[Provided data Boundary: Start]

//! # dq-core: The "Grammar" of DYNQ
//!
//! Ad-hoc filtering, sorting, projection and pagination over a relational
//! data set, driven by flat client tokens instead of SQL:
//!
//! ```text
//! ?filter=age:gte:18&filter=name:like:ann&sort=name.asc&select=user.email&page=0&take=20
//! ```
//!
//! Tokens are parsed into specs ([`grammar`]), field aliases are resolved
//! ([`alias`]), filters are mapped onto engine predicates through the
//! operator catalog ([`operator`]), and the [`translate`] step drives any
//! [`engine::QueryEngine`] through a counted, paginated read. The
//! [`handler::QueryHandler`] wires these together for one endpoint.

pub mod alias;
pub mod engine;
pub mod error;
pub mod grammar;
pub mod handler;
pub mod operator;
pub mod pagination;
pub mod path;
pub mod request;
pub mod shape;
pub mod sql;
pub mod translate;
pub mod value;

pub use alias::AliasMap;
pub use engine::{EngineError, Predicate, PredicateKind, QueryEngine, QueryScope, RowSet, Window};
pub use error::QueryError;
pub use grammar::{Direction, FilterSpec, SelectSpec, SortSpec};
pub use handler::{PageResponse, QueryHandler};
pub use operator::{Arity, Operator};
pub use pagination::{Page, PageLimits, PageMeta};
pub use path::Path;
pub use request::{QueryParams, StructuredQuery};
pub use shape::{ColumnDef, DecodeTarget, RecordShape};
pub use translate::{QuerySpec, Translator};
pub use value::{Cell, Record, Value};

[Provided data Boundary: End]
[Provided data Boundary: Start]

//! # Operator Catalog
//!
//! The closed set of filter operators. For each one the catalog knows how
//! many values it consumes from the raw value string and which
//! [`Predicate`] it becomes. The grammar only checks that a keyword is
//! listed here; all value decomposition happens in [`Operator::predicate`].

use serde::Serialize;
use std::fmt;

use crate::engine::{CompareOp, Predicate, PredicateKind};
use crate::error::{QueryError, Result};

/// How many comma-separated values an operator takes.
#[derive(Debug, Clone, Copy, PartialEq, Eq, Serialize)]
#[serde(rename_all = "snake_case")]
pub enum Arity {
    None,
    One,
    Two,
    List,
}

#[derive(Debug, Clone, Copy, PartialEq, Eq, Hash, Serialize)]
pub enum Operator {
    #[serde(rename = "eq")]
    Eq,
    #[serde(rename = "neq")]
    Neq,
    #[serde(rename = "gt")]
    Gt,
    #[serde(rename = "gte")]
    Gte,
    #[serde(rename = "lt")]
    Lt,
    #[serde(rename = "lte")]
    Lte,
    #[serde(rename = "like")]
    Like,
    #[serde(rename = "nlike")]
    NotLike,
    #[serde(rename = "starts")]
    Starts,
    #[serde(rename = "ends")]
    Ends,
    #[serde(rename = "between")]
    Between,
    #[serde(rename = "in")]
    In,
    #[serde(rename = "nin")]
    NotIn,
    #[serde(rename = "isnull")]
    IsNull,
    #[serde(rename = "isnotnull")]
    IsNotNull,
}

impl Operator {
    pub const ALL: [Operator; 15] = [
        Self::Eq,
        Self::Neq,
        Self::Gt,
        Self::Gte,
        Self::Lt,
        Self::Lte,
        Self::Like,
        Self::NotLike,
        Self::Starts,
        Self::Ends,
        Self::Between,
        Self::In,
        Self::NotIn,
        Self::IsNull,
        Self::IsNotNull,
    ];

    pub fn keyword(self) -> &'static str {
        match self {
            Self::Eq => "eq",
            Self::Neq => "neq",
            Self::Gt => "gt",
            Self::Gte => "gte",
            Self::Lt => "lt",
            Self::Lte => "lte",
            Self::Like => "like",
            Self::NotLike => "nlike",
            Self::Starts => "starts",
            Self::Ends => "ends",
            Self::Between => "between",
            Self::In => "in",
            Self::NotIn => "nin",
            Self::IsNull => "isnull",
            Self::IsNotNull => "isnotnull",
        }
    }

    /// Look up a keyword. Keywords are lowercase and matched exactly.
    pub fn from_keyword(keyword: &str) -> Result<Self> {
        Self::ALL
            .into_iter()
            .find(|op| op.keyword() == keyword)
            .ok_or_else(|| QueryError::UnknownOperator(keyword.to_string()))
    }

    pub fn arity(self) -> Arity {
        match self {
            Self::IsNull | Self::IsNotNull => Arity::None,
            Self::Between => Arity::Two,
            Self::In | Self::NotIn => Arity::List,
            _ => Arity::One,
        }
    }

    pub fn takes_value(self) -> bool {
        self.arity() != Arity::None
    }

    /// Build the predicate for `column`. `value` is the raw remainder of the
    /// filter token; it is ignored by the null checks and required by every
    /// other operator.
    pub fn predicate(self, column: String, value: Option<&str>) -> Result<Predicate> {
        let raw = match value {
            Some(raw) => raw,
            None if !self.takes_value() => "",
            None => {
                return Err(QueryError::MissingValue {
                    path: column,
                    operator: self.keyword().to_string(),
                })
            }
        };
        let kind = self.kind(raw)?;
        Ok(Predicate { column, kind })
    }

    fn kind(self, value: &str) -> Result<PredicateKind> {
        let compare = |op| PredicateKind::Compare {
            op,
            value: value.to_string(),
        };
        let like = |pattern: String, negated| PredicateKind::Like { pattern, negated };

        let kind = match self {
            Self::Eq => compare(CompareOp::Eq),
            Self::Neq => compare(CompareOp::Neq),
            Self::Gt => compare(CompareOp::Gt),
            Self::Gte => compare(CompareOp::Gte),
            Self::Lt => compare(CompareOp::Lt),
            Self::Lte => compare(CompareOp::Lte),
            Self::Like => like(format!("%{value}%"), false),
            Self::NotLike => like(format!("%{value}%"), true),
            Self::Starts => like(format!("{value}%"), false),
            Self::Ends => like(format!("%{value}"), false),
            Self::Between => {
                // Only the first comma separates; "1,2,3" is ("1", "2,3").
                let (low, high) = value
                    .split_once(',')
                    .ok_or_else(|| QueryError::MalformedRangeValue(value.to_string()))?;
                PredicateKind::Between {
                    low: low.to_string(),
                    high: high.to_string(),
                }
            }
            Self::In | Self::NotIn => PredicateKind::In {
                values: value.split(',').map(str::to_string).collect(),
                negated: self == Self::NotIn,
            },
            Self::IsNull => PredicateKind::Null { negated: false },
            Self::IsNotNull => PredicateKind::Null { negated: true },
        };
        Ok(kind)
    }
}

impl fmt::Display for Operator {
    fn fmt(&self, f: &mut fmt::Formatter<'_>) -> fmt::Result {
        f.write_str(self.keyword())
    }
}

[Provided data Boundary: End]
[Provided data Boundary: Start]

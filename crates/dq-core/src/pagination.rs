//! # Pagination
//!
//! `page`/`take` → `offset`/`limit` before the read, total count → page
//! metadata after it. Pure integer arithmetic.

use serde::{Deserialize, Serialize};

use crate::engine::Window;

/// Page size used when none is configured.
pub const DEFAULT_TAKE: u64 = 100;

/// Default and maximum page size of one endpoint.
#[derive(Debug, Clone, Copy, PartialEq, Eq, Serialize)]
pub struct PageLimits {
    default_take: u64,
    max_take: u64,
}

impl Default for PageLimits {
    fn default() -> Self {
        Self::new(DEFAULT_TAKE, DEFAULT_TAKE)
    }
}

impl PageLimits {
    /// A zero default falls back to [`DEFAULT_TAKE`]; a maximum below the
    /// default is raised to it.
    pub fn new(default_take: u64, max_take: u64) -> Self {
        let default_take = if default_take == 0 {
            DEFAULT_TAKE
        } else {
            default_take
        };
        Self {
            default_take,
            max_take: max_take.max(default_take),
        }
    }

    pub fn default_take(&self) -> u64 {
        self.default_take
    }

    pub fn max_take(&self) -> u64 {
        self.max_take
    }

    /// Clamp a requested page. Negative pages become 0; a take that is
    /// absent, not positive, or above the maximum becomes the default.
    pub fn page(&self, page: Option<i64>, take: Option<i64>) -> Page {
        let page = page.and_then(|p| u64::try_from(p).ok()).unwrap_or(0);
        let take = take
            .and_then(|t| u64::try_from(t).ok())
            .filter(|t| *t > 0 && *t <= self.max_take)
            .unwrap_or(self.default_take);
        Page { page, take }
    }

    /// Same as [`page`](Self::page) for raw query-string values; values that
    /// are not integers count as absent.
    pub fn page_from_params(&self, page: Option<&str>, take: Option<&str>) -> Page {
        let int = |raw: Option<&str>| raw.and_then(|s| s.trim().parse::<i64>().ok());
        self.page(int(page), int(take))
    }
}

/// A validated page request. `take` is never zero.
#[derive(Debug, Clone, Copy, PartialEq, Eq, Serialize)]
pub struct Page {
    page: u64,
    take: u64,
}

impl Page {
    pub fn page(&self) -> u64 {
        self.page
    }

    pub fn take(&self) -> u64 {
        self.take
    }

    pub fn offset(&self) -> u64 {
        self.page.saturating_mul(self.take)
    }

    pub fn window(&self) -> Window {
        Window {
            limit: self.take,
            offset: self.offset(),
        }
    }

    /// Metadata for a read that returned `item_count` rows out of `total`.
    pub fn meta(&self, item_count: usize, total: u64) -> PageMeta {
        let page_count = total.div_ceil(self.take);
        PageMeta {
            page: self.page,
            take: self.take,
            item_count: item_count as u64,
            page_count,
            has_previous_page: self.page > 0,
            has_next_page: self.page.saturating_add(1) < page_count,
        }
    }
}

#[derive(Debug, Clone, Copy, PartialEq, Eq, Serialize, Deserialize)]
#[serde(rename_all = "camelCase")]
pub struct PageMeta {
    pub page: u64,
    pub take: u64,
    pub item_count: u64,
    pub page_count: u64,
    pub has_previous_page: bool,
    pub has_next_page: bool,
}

[Provided data Boundary: End]

Look above for the line with "pub fn default_take(&self)"; retype exactly that line, every line after it up to the line with "self.page(int(page), int(take))", and that line too, nothing else.

- _Output for this exercise_
    pub fn default_take(&self) -> u64 {
        self.default_take
    }

    pub fn max_take(&self) -> u64 {
        self.max_take
    }

    /// Clamp a requested page. Negative pages become 0; a take that is
    /// absent, not positive, or above the maximum becomes the default.
    pub fn page(&self, page: Option<i64>, take: Option<i64>) -> Page {
        let page = page.and_then(|p| u64::try_from(p).ok()).unwrap_or(0);
        let take = take
            .and_then(|t| u64::try_from(t).ok())
            .filter(|t| *t > 0 && *t <= self.max_take)
            .unwrap_or(self.default_take);
        Page { page, take }
    }

    /// Same as [`page`](Self::page) for raw query-string values; values that
    /// are not integers count as absent.
    pub fn page_from_params(&self, page: Option<&str>, take: Option<&str>) -> Page {
        let int = |raw: Option<&str>| raw.and_then(|s| s.trim().parse::<i64>().ok());
        self.page(int(page), int(take))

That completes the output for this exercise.